You can't, and shouldn't try, to legislate morality, instead make immorality impossible through your life, your actions, your children.

First, let me be clear on one thing. Vote. Use your vote to improve your country, state, county, town, and school. Vote to your convictions. Vote wisely.

That being said, it's important to realize that when governement has tried to enforce a certain veiw of morality, the results have been disasterous. Few alive today remember to Prohibition of Alcohol, but that went over really well, didn't it?

A very conservative friend sent me this quote:

"The legitimate powers of government extend to such acts only as are
injurious to others. But it does me no injury for my neighbour to say there are
twenty gods, or no god. It neither picks my pocket nor breaks my leg."
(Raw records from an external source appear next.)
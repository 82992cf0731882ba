use derive_more::Display;

use crate::{Error, Result};

/// Token firmware version (major.minor.patch)
#[derive(Debug, Clone, Copy, PartialEq, Eq, PartialOrd, Ord, Hash, Display)]
#[display("{}.{}.{}", major, minor, patch)]
pub struct FirmwareVersion {
    /// Major version
    pub major: u8,
    /// Minor version
    pub minor: u8,
    /// Patch level
    pub patch: u8,
}

impl FirmwareVersion {
    /// Version from its three components
    pub const fn new(major: u8, minor: u8, patch: u8) -> Self {
        Self { major, minor, patch }
    }
}

impl TryFrom<&[u8]> for FirmwareVersion {
    type Error = Error;

    fn try_from(bytes: &[u8]) -> Result<Self> {
        match bytes {
            [major, minor, patch] => Ok(Self::new(*major, *minor, *patch)),
            _ => Err(Error::ProtocolViolation("version must be three bytes")),
        }
    }
}
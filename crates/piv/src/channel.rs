//! Command channel: one exchange at a time, typed status categories and
//! chunked data objects

use bytes::{Bytes, BytesMut};
use nexum_apdu_core::prelude::*;
use tracing::{Level, debug, info, instrument, trace, warn};

use crate::config::SessionConfig;
use crate::constants::{CLA, ins, tags};
use crate::{Error, Result, tlv};

/// GET RESPONSE rounds allowed for one reply
const MAX_GET_RESPONSE: usize = 64;

/// Failure reported by a status word
#[derive(Debug, Clone, Copy, PartialEq, Eq)]
pub enum FailureCode {
    /// `67 00`
    WrongLength,
    /// `69 85`
    ConditionsNotSatisfied,
    /// `6A 80`
    IncorrectData,
    /// `6A 86` or `6B 00`
    IncorrectParameters,
    /// `6D 00` or `6A 81`
    NotSupported,
    /// Any other status word
    Unrecognized(StatusWord),
}

/// Outcome of an exchange as seen by the session layer
#[derive(Debug, Clone, Copy, PartialEq, Eq)]
pub enum StatusCategory {
    /// `90 00`
    Success,
    /// Wrong PIN or PUK. Zero means the credential is now blocked.
    WrongValue {
        /// Attempts left on the token
        retries_remaining: u8,
    },
    /// Object or key reference not found
    NoData,
    /// Security status not satisfied
    AuthenticationRequired,
    /// Any other failure
    Failed(FailureCode),
}

impl StatusCategory {
    /// Fixed status word table
    pub const fn from_status(status: StatusWord) -> Self {
        if let Some(retries_remaining) = status.retries_remaining() {
            return Self::WrongValue { retries_remaining };
        }
        match (status.sw1, status.sw2) {
            (0x90, 0x00) => Self::Success,
            (0x69, 0x83) => Self::WrongValue { retries_remaining: 0 },
            (0x6A, 0x82) | (0x6A, 0x88) => Self::NoData,
            (0x69, 0x82) => Self::AuthenticationRequired,
            (0x67, 0x00) => Self::Failed(FailureCode::WrongLength),
            (0x69, 0x85) => Self::Failed(FailureCode::ConditionsNotSatisfied),
            (0x6A, 0x80) => Self::Failed(FailureCode::IncorrectData),
            (0x6A, 0x86) | (0x6B, 0x00) => Self::Failed(FailureCode::IncorrectParameters),
            (0x6D, 0x00) | (0x6A, 0x81) => Self::Failed(FailureCode::NotSupported),
            _ => Self::Failed(FailureCode::Unrecognized(status)),
        }
    }
}

/// A reply with its status already categorised
#[derive(Debug, Clone, PartialEq, Eq)]
pub struct Reply {
    /// Category of `status`
    pub category: StatusCategory,
    /// Final status word, after any GET RESPONSE
    pub status: StatusWord,
    /// Reassembled data field
    pub payload: Bytes,
}

impl Reply {
    fn new(status: StatusWord, payload: Bytes) -> Self {
        Self {
            category: StatusCategory::from_status(status),
            status,
            payload,
        }
    }

    /// `90 00`
    pub const fn is_success(&self) -> bool {
        matches!(self.category, StatusCategory::Success)
    }

    /// Payload of a successful reply, otherwise the generic error for the category
    pub fn into_result(self) -> Result<Bytes> {
        if self.is_success() {
            Ok(self.payload)
        } else {
            Err(self.into_error())
        }
    }

    /// Generic error for a non-success reply. Callers that know which
    /// credential was involved map `WrongValue` themselves.
    pub fn into_error(self) -> Error {
        match self.category {
            StatusCategory::AuthenticationRequired => {
                Error::AuthenticationRequired("security status not satisfied")
            }
            StatusCategory::Failed(FailureCode::NotSupported) => {
                Error::Unsupported("instruction not supported by the token")
            }
            _ => Error::UnexpectedStatus(self.status),
        }
    }
}

/// Exclusive command channel over a transport
#[derive(Debug)]
pub struct CommandChannel<T: CardTransport> {
    transport: T,
    max_payload: usize,
    object_write_attempts: u8,
}

impl<T: CardTransport> CommandChannel<T> {
    /// Take over `transport`, applying the configured exchange timeout
    pub fn new(mut transport: T, config: &SessionConfig) -> Self {
        transport.set_timeout(config.exchange_timeout);
        Self {
            transport,
            max_payload: config.max_payload.max(1),
            object_write_attempts: config.object_write_attempts.max(1),
        }
    }

    /// Largest data field sent in one exchange
    pub const fn max_payload(&self) -> usize {
        self.max_payload
    }

    /// Underlying transport
    pub const fn transport(&self) -> &T {
        &self.transport
    }

    /// Underlying transport, mutably
    pub fn transport_mut(&mut self) -> &mut T {
        &mut self.transport
    }

    /// Give the transport back
    pub fn into_transport(self) -> T {
        self.transport
    }

    /// Send one command and collect the whole reply
    ///
    /// A data field above the maximum payload is answered locally with
    /// `Failed(WrongLength)`. `61 XX` replies are followed with GET RESPONSE.
    #[instrument(level = "trace", skip_all, fields(ins = command.ins))]
    pub fn exchange(&mut self, command: &Command) -> Result<Reply> {
        if command.data_len() > self.max_payload {
            debug!(
                len = command.data_len(),
                max = self.max_payload,
                "Command exceeds the maximum payload"
            );
            return Ok(Reply::new(status::WRONG_LENGTH, Bytes::new()));
        }
        let response = self.transport.transmit(command)?;
        self.collect(response)
    }

    /// Send a command split with ISO command chaining
    #[instrument(level = "trace", skip_all, fields(ins = command.ins))]
    pub fn exchange_chained(&mut self, command: &Command) -> Result<Reply> {
        let fragments = command.chain(self.max_payload);
        let count = fragments.len();
        trace!(fragments = count, "Sending chained command");

        let mut fragments = fragments.into_iter();
        while let Some(fragment) = fragments.next() {
            let response = self.transport.transmit(&fragment)?;
            if fragments.len() == 0 {
                return self.collect(response);
            }
            if !response.is_success() {
                debug!(status = %response.status(), "Chained fragment rejected");
                return Ok(Reply::new(response.status(), Bytes::new()));
            }
        }
        Err(Error::ProtocolViolation("empty command chain"))
    }

    fn collect(&mut self, mut response: Response) -> Result<Reply> {
        let mut payload = BytesMut::from(response.payload().as_ref());
        let mut rounds = 0;
        while let Some(remaining) = response.status().remaining_bytes() {
            rounds += 1;
            if rounds > MAX_GET_RESPONSE {
                warn!(received = payload.len(), "Token keeps announcing more data");
                return Err(Error::ProtocolViolation("too many GET RESPONSE rounds"));
            }
            let le = if remaining == 0 { 256 } else { u16::from(remaining) };
            trace!(remaining = le, "Fetching remaining response bytes");
            response = self
                .transport
                .transmit(&Command::new_with_le(CLA, ins::GET_RESPONSE, 0x00, 0x00, le))?;
            payload.extend_from_slice(response.payload());
        }

        let status = response.status();
        log_status(status);
        Ok(Reply::new(status, payload.freeze()))
    }

    /// Write a data object, clearing it when `value` is empty
    ///
    /// The whole write restarts from the first fragment after a transport
    /// failure, up to the configured number of attempts.
    #[instrument(level = "debug", skip_all, fields(object = id, len = value.len()))]
    pub fn write_object(&mut self, id: u32, value: &[u8]) -> Result<()> {
        let mut data = Vec::with_capacity(value.len() + 9);
        tlv::write(&mut data, &[tags::OBJECT_ID], &object_id(id));
        tlv::write(&mut data, &[tags::OBJECT_DATA], value);
        let command = Command::new_with_data(CLA, ins::PUT_DATA, 0x3F, 0xFF, data);

        let mut attempt = 1;
        loop {
            match self.exchange_chained(&command) {
                Ok(reply) => return reply.into_result().map(|_| ()),
                Err(Error::Transport(error)) if attempt < self.object_write_attempts => {
                    warn!(attempt, %error, "Object write interrupted, restarting");
                    attempt += 1;
                }
                Err(error) => return Err(error),
            }
        }
    }

    /// Read a data object. A missing object reads as empty.
    #[instrument(level = "debug", skip_all, fields(object = id))]
    pub fn read_object(&mut self, id: u32) -> Result<Bytes> {
        let mut data = Vec::with_capacity(5);
        tlv::write(&mut data, &[tags::OBJECT_ID], &object_id(id));
        let command = Command::new_with_data(CLA, ins::GET_DATA, 0x3F, 0xFF, data).with_le(256);

        let reply = self.exchange(&command)?;
        let payload = match reply.category {
            StatusCategory::Success => reply.payload,
            StatusCategory::NoData => return Ok(Bytes::new()),
            _ => return Err(reply.into_error()),
        };
        if payload.is_empty() {
            return Ok(payload);
        }

        let header = tlv::read_header(&payload)?
            .ok_or(Error::ProtocolViolation("truncated object header"))?;
        if payload[..header.tag_len] != [tags::OBJECT_DATA] {
            return Err(Error::ProtocolViolation("object is not wrapped in tag 53"));
        }
        if payload.len() < header.total_len() {
            debug!(
                declared = header.value_len,
                received = payload.len() - header.header_len,
                "Object shorter than declared"
            );
            return Err(Error::ProtocolViolation("object shorter than its declared length"));
        }
        Ok(payload.slice(header.header_len..header.total_len()))
    }
}

impl<T: CardTransport> CommandChannel<T> {
    /// Raw GET METADATA reply for a key reference, `None` when nothing is stored
    pub(crate) fn metadata(&mut self, reference: u8) -> Result<Option<Bytes>> {
        let command = Command::new_with_le(CLA, ins::GET_METADATA, 0x00, reference, 256);
        let reply = self.exchange(&command)?;
        match reply.category {
            StatusCategory::Success => Ok(Some(reply.payload)),
            StatusCategory::NoData => Ok(None),
            _ => Err(reply.into_error()),
        }
    }
}

/// Three byte object identifier
const fn object_id(id: u32) -> [u8; 3] {
    [(id >> 16) as u8, (id >> 8) as u8, id as u8]
}

fn log_status(status: StatusWord) {
    let level = status.tracing_level();
    if level == Level::DEBUG {
        debug!(%status, "Exchange complete");
    } else if level == Level::INFO {
        info!(%status, description = status.description(), "Exchange returned a warning");
    } else {
        warn!(%status, description = status.description(), "Exchange failed");
    }
}
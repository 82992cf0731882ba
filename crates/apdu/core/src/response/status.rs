//! Status word (SW1 SW2) handling

use std::fmt;

use tracing::Level;

/// Status word trailing every response APDU
#[derive(Debug, Clone, Copy, PartialEq, Eq, Hash)]
pub struct StatusWord {
    /// SW1
    pub sw1: u8,
    /// SW2
    pub sw2: u8,
}

impl StatusWord {
    /// Status word from its two bytes
    pub const fn new(sw1: u8, sw2: u8) -> Self {
        Self { sw1, sw2 }
    }

    /// Status word from its big-endian `u16` form
    pub const fn from_u16(status: u16) -> Self {
        Self::new((status >> 8) as u8, status as u8)
    }

    /// Big-endian `u16` form
    pub const fn to_u16(&self) -> u16 {
        u16::from_be_bytes([self.sw1, self.sw2])
    }

    /// `90 00`
    pub const fn is_success(&self) -> bool {
        matches!((self.sw1, self.sw2), (0x90, 0x00))
    }

    /// Bytes still waiting for GET RESPONSE after a `61 XX` reply.
    /// `00` stands for 256 or more.
    pub const fn remaining_bytes(&self) -> Option<u8> {
        match self.sw1 {
            0x61 => Some(self.sw2),
            _ => None,
        }
    }

    /// Verification attempts left according to a `63 CX` reply
    pub const fn retries_remaining(&self) -> Option<u8> {
        match (self.sw1, self.sw2 & 0xF0) {
            (0x63, 0xC0) => Some(self.sw2 & 0x0F),
            _ => None,
        }
    }

    /// Level at which an exchange ending in this status is logged
    pub const fn tracing_level(&self) -> Level {
        match self.sw1 {
            0x90 | 0x61 => Level::DEBUG,
            // Warning processing
            0x62 | 0x63 => Level::INFO,
            _ => Level::WARN,
        }
    }

    /// Short ISO 7816-4 meaning, for logs and error messages
    pub const fn description(&self) -> &'static str {
        match (self.sw1, self.sw2) {
            (0x90, 0x00) => "Success",
            (0x61, _) => "More data available",
            (0x63, sw2) if sw2 & 0xF0 == 0xC0 => "Verification failed",
            (0x65, 0x81) => "Memory failure",
            (0x67, 0x00) => "Wrong length",
            (0x68, 0x84) => "Command chaining not supported",
            (0x69, 0x82) => "Security status not satisfied",
            (0x69, 0x83) => "Authentication method blocked",
            (0x69, 0x85) => "Conditions of use not satisfied",
            (0x6A, 0x80) => "Incorrect data field",
            (0x6A, 0x81) => "Function not supported",
            (0x6A, 0x82) => "File or application not found",
            (0x6A, 0x84) => "Not enough memory",
            (0x6A, 0x86) => "Incorrect P1-P2",
            (0x6A, 0x88) => "Referenced data not found",
            (0x6B, 0x00) => "Wrong P1-P2",
            (0x6D, 0x00) => "Instruction not supported",
            (0x6E, 0x00) => "Class not supported",
            _ => "Unknown status word",
        }
    }
}

impl From<u16> for StatusWord {
    fn from(status: u16) -> Self {
        Self::from_u16(status)
    }
}

impl From<StatusWord> for u16 {
    fn from(status: StatusWord) -> Self {
        status.to_u16()
    }
}

impl fmt::Display for StatusWord {
    fn fmt(&self, f: &mut fmt::Formatter<'_>) -> fmt::Result {
        write!(f, "{:02X}{:02X}", self.sw1, self.sw2)
    }
}

/// Status words the session layer produces or matches on
pub mod common {
    use super::StatusWord;

    /// `90 00`
    pub const SUCCESS: StatusWord = StatusWord::new(0x90, 0x00);
    /// `67 00`
    pub const WRONG_LENGTH: StatusWord = StatusWord::new(0x67, 0x00);
    /// `69 82`
    pub const SECURITY_STATUS_NOT_SATISFIED: StatusWord = StatusWord::new(0x69, 0x82);
    /// `69 83`
    pub const AUTHENTICATION_BLOCKED: StatusWord = StatusWord::new(0x69, 0x83);
    /// `6A 82`
    pub const NOT_FOUND: StatusWord = StatusWord::new(0x6A, 0x82);

    /// `63 CX`
    pub const fn wrong_value(retries: u8) -> StatusWord {
        StatusWord::new(0x63, 0xC0 | (retries & 0x0F))
    }
}
impl<'a, T: CardTransport> PinOnlyModeManager<'a, T> {
    pub(crate) fn new(
        channel: &'a mut CommandChannel<T>,
        state: &'a mut AuthState,
        policy: TokenPolicy,
        iterations: u32,
    ) -> Self {
        Self { channel, state, policy, iterations }
    }

    fn auth(&mut self) -> AuthenticationStateMachine<'_, T> {
        AuthenticationStateMachine::new(self.channel, self.state, self.policy)
    }

    fn read(&mut self) -> Result<Readings> {
        let admin = self.channel.read_object(objects::ADMIN_DATA)?;
        let admin = if admin.is_empty() {
            AdminReading::Empty
        } else {
            match AdminData::decode(&admin) {
                Ok(data) => AdminReading::Data(data),
                Err(error) => {
                    debug!(%error, "Admin data does not decode");
                    AdminReading::Malformed
                }
            }
        };

        let printed = match self.channel.read_object(objects::PRINTED) {
            Ok(data) if data.is_empty() => PrintedReading::Empty,
            Ok(data) => match decode_printed(&data) {
                Ok(Some(key)) => PrintedReading::Key(key),
                Ok(None) => PrintedReading::Empty,
                Err(error) => {
                    debug!(%error, "Printed data does not decode");
                    PrintedReading::Malformed
                }
            },
            Err(Error::AuthenticationRequired(_)) => {
                debug!("Printed data needs the PIN, falling back to admin flags");
                PrintedReading::Locked
            }
            Err(error) => return Err(error),
        };
        Ok(Readings { admin, printed })
    }

    fn classify(readings: &Readings) -> PinOnlyMode {
        let derived = match &readings.admin {
            AdminReading::Empty => AxisState::NotConfigured,
            AdminReading::Malformed => AxisState::Unavailable,
            AdminReading::Data(admin) if admin.salt.is_some() => AxisState::Configured,
            AdminReading::Data(_) => AxisState::NotConfigured,
        };
        let protected = match &readings.printed {
            PrintedReading::Key(_) => AxisState::Configured,
            PrintedReading::Empty => AxisState::NotConfigured,
            PrintedReading::Malformed => AxisState::Unavailable,
            PrintedReading::Locked => match readings.admin_data() {
                Some(admin) if admin.flags & ADMIN_FLAG_MGMT_KEY_PROTECTED != 0 => {
                    AxisState::Configured
                }
                _ => AxisState::NotConfigured,
            },
        };
        PinOnlyMode::reconcile(protected, derived)
    }

    /// Current mode, reconciled from the admin and printed data objects
    ///
    /// A malformed object marks its axis unavailable instead of failing.
    #[instrument(level = "debug", skip(self))]
    pub fn get_mode(&mut self) -> Result<PinOnlyMode> {
        let readings = self.read()?;
        let mode = Self::classify(&readings);
        debug!(flags = mode.to_flags(), "PIN-only mode read");
        Ok(mode)
    }

    /// Configure PIN-only mode
    ///
    /// Needs management key authentication. The PIN is verified first. The
    /// object that lets the PIN recover the new key is written before the
    /// token switches keys, and the other object afterwards, so an
    /// interrupted call leaves a key the PIN or the caller can still reach.
    #[instrument(level = "debug", skip(self, pin))]
    pub fn set_mode(
        &mut self,
        mode: PinOnlyMode,
        algorithm: ManagementKeyAlgorithm,
        pin: &Credential,
    ) -> Result<()> {
        if mode.has_unavailable() {
            return Err(Error::InvalidArgument(
                "unavailable is a failure marker, not a mode to set".into(),
            ));
        }
        if mode.is_derived() && algorithm != ManagementKeyAlgorithm::TripleDes {
            return Err(Error::InvalidArgument(
                "PIN-derived mode needs a TripleDES management key".into(),
            ));
        }
        self.policy
            .check_management_key_change(algorithm, TouchPolicy::Default)?;
        if !self.state.is_management_key_authenticated() {
            return Err(Error::AuthenticationRequired(
                "setting PIN-only mode requires management key authentication",
            ));
        }

        self.auth().verify_pin(pin)?;
        let previous = self.read()?.admin_data().cloned().unwrap_or_default();

        let mut salt = None;
        let new_key = if mode.is_derived() {
            let mut bytes = [0u8; PIN_DERIVATION_SALT_LEN];
            rand::rng().fill_bytes(&mut bytes);
            salt = Some(bytes);
            ManagementKey::derive_from_pin(pin, &bytes, self.iterations)
        } else if mode.is_protected() {
            ManagementKey::generate(algorithm)
        } else {
            ManagementKey::default_for(algorithm)
        };

        let admin = AdminData {
            flags: (previous.flags & ADMIN_FLAG_PUK_BLOCKED)
                | if mode.is_protected() { ADMIN_FLAG_MGMT_KEY_PROTECTED } else { 0 },
            salt,
            pin_changed: salt.map(|_| unix_time()),
        };
        let printed = if mode.is_protected() { encode_printed(&new_key) } else { Vec::new() };

        // The salt alone recovers a derived key, so printed data keeps the
        // previous key until the switch
        let admin_first = mode.is_derived();
        let printed_first = mode.is_protected() && !mode.is_derived();
        if admin_first {
            self.channel
                .write_object(objects::ADMIN_DATA, &admin.object_value())?;
        }
        if printed_first {
            self.channel.write_object(objects::PRINTED, &printed)?;
        }

        self.install_key(&new_key)?;

        if !admin_first {
            self.channel
                .write_object(objects::ADMIN_DATA, &admin.object_value())?;
        }
        if !printed_first {
            self.channel.write_object(objects::PRINTED, &printed)?;
        }

        info!(flags = mode.to_flags(), "PIN-only mode set");
        Ok(())
    }

    /// Change the management key and authenticate with the new one
    fn install_key(&mut self, key: &ManagementKey) -> Result<()> {
        let mut auth = self.auth();
        auth.change_management_key(key, TouchPolicy::Default)?;
        auth.authenticate_management_key(key, false)
    }

    /// Deliberately disable an axis by storing a value that does not decode
    #[instrument(level = "debug", skip(self))]
    pub fn mark_unavailable(&mut self, axis: PinOnlyAxis) -> Result<()> {
        if !self.state.is_management_key_authenticated() {
            return Err(Error::AuthenticationRequired(
                "writing PIN-only objects requires management key authentication",
            ));
        }
        let (object, tag) = match axis {
            PinOnlyAxis::Protected => (objects::PRINTED, tags::PRINTED_DATA),
            PinOnlyAxis::Derived => (objects::ADMIN_DATA, tags::ADMIN_DATA),
        };
        // Declared length exceeds the content
        self.channel.write_object(object, &[tag, 0x05, 0xFF])?;
        warn!(?axis, "PIN-only axis marked unavailable");
        Ok(())
    }

    /// Authenticate with the management key recovered from the PIN
    ///
    /// Returns the axes that actually authenticated. The two objects are then
    /// brought back in line with the key that worked.
    #[instrument(level = "debug", skip(self, pin))]
    pub fn try_recover(&mut self, pin: &Credential) -> Result<PinOnlyMode> {
        self.auth().verify_pin(pin)?;
        let readings = self.read()?;
        let mode = Self::classify(&readings);
        if mode.derived == AxisState::Unavailable {
            warn!("Admin data unavailable, nothing to recover");
            return Ok(mode);
        }
        let admin = readings.admin_data().cloned();
        // A key left in printed data by an interrupted PIN change
        let escrow_only = admin.as_ref().is_some_and(|admin| {
            admin.salt.is_some() && admin.flags & ADMIN_FLAG_MGMT_KEY_PROTECTED == 0
        });

        let mut recovered = PinOnlyMode::new(
            if mode.protected == AxisState::Unavailable {
                AxisState::Unavailable
            } else {
                AxisState::NotConfigured
            },
            AxisState::NotConfigured,
        );
        let mut key = None;

        if let Some(salt) = admin.as_ref().and_then(|admin| admin.salt) {
            let derived = ManagementKey::derive_from_pin(pin, &salt, self.iterations);
            if self.try_authenticate(&derived)? {
                recovered.derived = AxisState::Configured;
                key = Some(derived);
            }
        }

        if let PrintedReading::Key(stored) = &readings.printed {
            let algorithm = self.auth().expected_management_key_algorithm()?;
            match ManagementKey::new(algorithm, stored.clone()) {
                Ok(stored) if key.as_ref() == Some(&stored) => {
                    if !escrow_only {
                        recovered.protected = AxisState::Configured;
                    }
                }
                Ok(stored) => {
                    if self.try_authenticate(&stored)? {
                        recovered.protected = AxisState::Configured;
                        key = Some(stored);
                    } else if let Some(derived) = &key {
                        debug!("Stored management key is stale, keeping the derived one");
                        self.auth().authenticate_management_key(derived, false)?;
                    }
                }
                Err(error) => debug!(%error, "Stored management key does not fit the token"),
            }
        }

        if let Some(key) = &key {
            self.repair(admin.as_ref(), &readings.printed, recovered, key)?;
        }
        info!(flags = recovered.to_flags(), "PIN-only recovery finished");
        Ok(recovered)
    }

    /// `Ok(false)` when the token rejects the key
    fn try_authenticate(&mut self, key: &ManagementKey) -> Result<bool> {
        match self.auth().authenticate_management_key(key, false) {
            Ok(()) => Ok(true),
            Err(Error::AuthenticationFailed | Error::AlgorithmMismatch { .. }) => Ok(false),
            Err(error) => Err(error),
        }
    }

    /// Rewrite whichever object disagrees with the recovered key
    fn repair(
        &mut self,
        admin: Option<&AdminData>,
        printed: &PrintedReading,
        recovered: PinOnlyMode,
        key: &ManagementKey,
    ) -> Result<()> {
        let current = admin.cloned().unwrap_or_default();
        let flagged_protected = current.flags & ADMIN_FLAG_MGMT_KEY_PROTECTED != 0;

        if recovered.is_derived() && !recovered.is_protected() {
            match printed {
                PrintedReading::Empty | PrintedReading::Key(_) if flagged_protected => {
                    info!("Restoring the management key in printed data");
                    self.channel
                        .write_object(objects::PRINTED, &encode_printed(key))?;
                }
                PrintedReading::Key(_) => {
                    info!("Removing a leftover management key from printed data");
                    self.channel.write_object(objects::PRINTED, &[])?;
                }
                _ => {}
            }
        }

        if recovered.is_protected() {
            let mut updated = current.clone();
            updated.flags |= ADMIN_FLAG_MGMT_KEY_PROTECTED;
            if !recovered.is_derived() {
                updated.salt = None;
                updated.pin_changed = None;
            }
            if updated != current {
                info!("Restoring admin data to match the stored key");
                self.channel
                    .write_object(objects::ADMIN_DATA, &updated.encode())?;
            }
        }
        Ok(())
    }

    /// Change the PIN, keeping a PIN-derived management key in step
    ///
    /// The token checks `old` before anything else. When the derived key no
    /// longer opens the token only the PIN is changed. Otherwise the current
    /// key is parked in printed data while the salt, the PIN and the key are
    /// replaced, so `try_recover` finds a working key after any interruption.
    #[instrument(level = "debug", skip_all)]
    pub fn change_pin(&mut self, old: &Credential, new: &Credential) -> Result<()> {
        new.validate(CredentialKind::Pin)?;
        self.auth().verify_pin(old)?;
        let readings = self.read()?;
        let Some(admin) = readings.admin_data().cloned() else {
            return self.auth().change_pin(old, new);
        };
        let Some(salt) = admin.salt else {
            return self.auth().change_pin(old, new);
        };

        let current = ManagementKey::derive_from_pin(old, &salt, self.iterations);
        if !self.try_authenticate(&current)? {
            warn!("Management key no longer follows the PIN, changing the PIN only");
            return self.auth().change_pin(old, new);
        }

        let mut new_salt = [0u8; PIN_DERIVATION_SALT_LEN];
        rand::rng().fill_bytes(&mut new_salt);
        let new_key = ManagementKey::derive_from_pin(new, &new_salt, self.iterations);

        if readings.printed != PrintedReading::Key(current.as_bytes().to_vec()) {
            self.channel
                .write_object(objects::PRINTED, &encode_printed(&current))?;
        }
        let updated = AdminData {
            salt: Some(new_salt),
            pin_changed: Some(unix_time()),
            ..admin
        };
        self.channel
            .write_object(objects::ADMIN_DATA, &updated.encode())?;
        self.auth().change_pin(old, new)?;
        self.install_key(&new_key)?;

        let printed = if updated.flags & ADMIN_FLAG_MGMT_KEY_PROTECTED != 0 {
            encode_printed(&new_key)
        } else {
            Vec::new()
        };
        self.channel.write_object(objects::PRINTED, &printed)?;
        info!("PIN changed and derived management key replaced");
        Ok(())
    }
}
-- Thomas Jefferson (Notes on the State of Virginia, Query 17,1782)

Reference: Jefferson: Writings, Peterson ed., Library of America(285)

My friend then went on to point out the flaws in Jeffersons thinking, using many Bible verses to stress the importance of spreading the Gospel. While his implicaiton that "spreading the Gospel" was everyone's job, no where in the verses he cited does it state, or imply, that it is the job of Governement to do so. In fact, in almost every verse, it was talking about the work of individuals.

On my other blog, another friend of mine pointed out that the only hope for this country is the Good News. And I agree with that. And while he may or may not agree with my following statement, the logical conclusion is this: we can't force the Good News down people's throats by depending on our Governement to enforce the ideas behind that Good News while leaving the presentation thereof to the church. Some want the church to be the mouthpiece while government is the muscle. This is doomed to failure.

Let me use one of my points of view to make the point. I am very much pro-life. My personal conviction is the no human embrio, whether created through sex or in a test tube for stem cell research, should ever be destroyed. That's what I believe. (This particular topic is a moral "gray area for many, and I appreiate that - bear with me.) Now, will my beliefs in this one are affect my decision of who to vote for - some, but not really. Why? because while I would rejoice at Roe v. Wade being over turned, I (a) don't honestly believe it will ever happen in spite of the promises of whatever candidate, and (b)to overturn it would plunge this country into a health crisis of epidemic and possibly irreversable proportions, because if abortions are outlawed, then only outlaws will do abortions.

You can't end abortions through the legislative system, the courts, or the law. The only way abortion is going to end is through education. Now my personal belief is that the only education that can bring about such change is the life-changing message of the Gospel of Jesus Christ. However, other non-faith-based programs that promote abstinance-before-marriage, are a good attempt and often open the door to the life-changing message, not just limited to opinion changing.

And the way I start making a change in the morality in my country is to talk, to show my opinions in my actions. People will respond much better to a message that is offered to them, that is shown to them, rather than one that is hammered into them, that smacks them across the face and tells them they are wrong.

I am becoming increaslingly offended at so-called "evangelical Christians" who love to point to the religious beliefs of the founders of this country, while at the same time inoring their writings that make it clear the importance of the separation of church and state (though this is often taken to the extreme - church and state do not mean "government institutions and personal convictions" - but that's another blog post). The gist of the issue, as I understand our founding fathers to mean it, is that the government has no right to tell the church what to believe or how to act, and the church has no right to limit liberty by telling the government how to believe or act.

It's the responsibility of the individual - religious or not - to take a stand, not just in the voting booth, but in their every day life to bring about moral change in this country. If we are going to get past the point where teenagers don't think stealing from girlscouts is wrong, then it's going to have be a grassroots movement, not a political one.

Am I making sense? Here's the bottome line, don't legislate morality, instead we as the people need to make sure everyone has a clear sense of right and wrong and thus make immorality impossible. (A nod to my friend Chris who helped me coin this phrase based on a previous posts.) In the words of Jefferson, it's their job, the job of government, to legislate and enforce general morality - those things that directly injure others like murder, theft, limits of freedom of speech, and abuse - it's the job of people to bring about change in the specifics of morality that they feel needs changing, especially when their personal belief is not shared by others - like abortion, gay marriage, flag burning protests at military funerals, and teenage drinking - if those things are important to them. Or, at the very least, do not impede those who are trying to make said changes when their efforts don't conflict with your own.

In my opinion, the only way to turn this country away from the cliff it's driving towards is the life and teaching of Jeus. I know many of you won't agree with that statement, but that's ok. My point is, I don't need my government legislating Jesus - I need to get up off my but and do my best to spread that message, not in a millitant way, but through my life, my speech, the use of my money, my family, and my church. And you should to, whether you agree with my or not. Life your convictions, don't just vote them.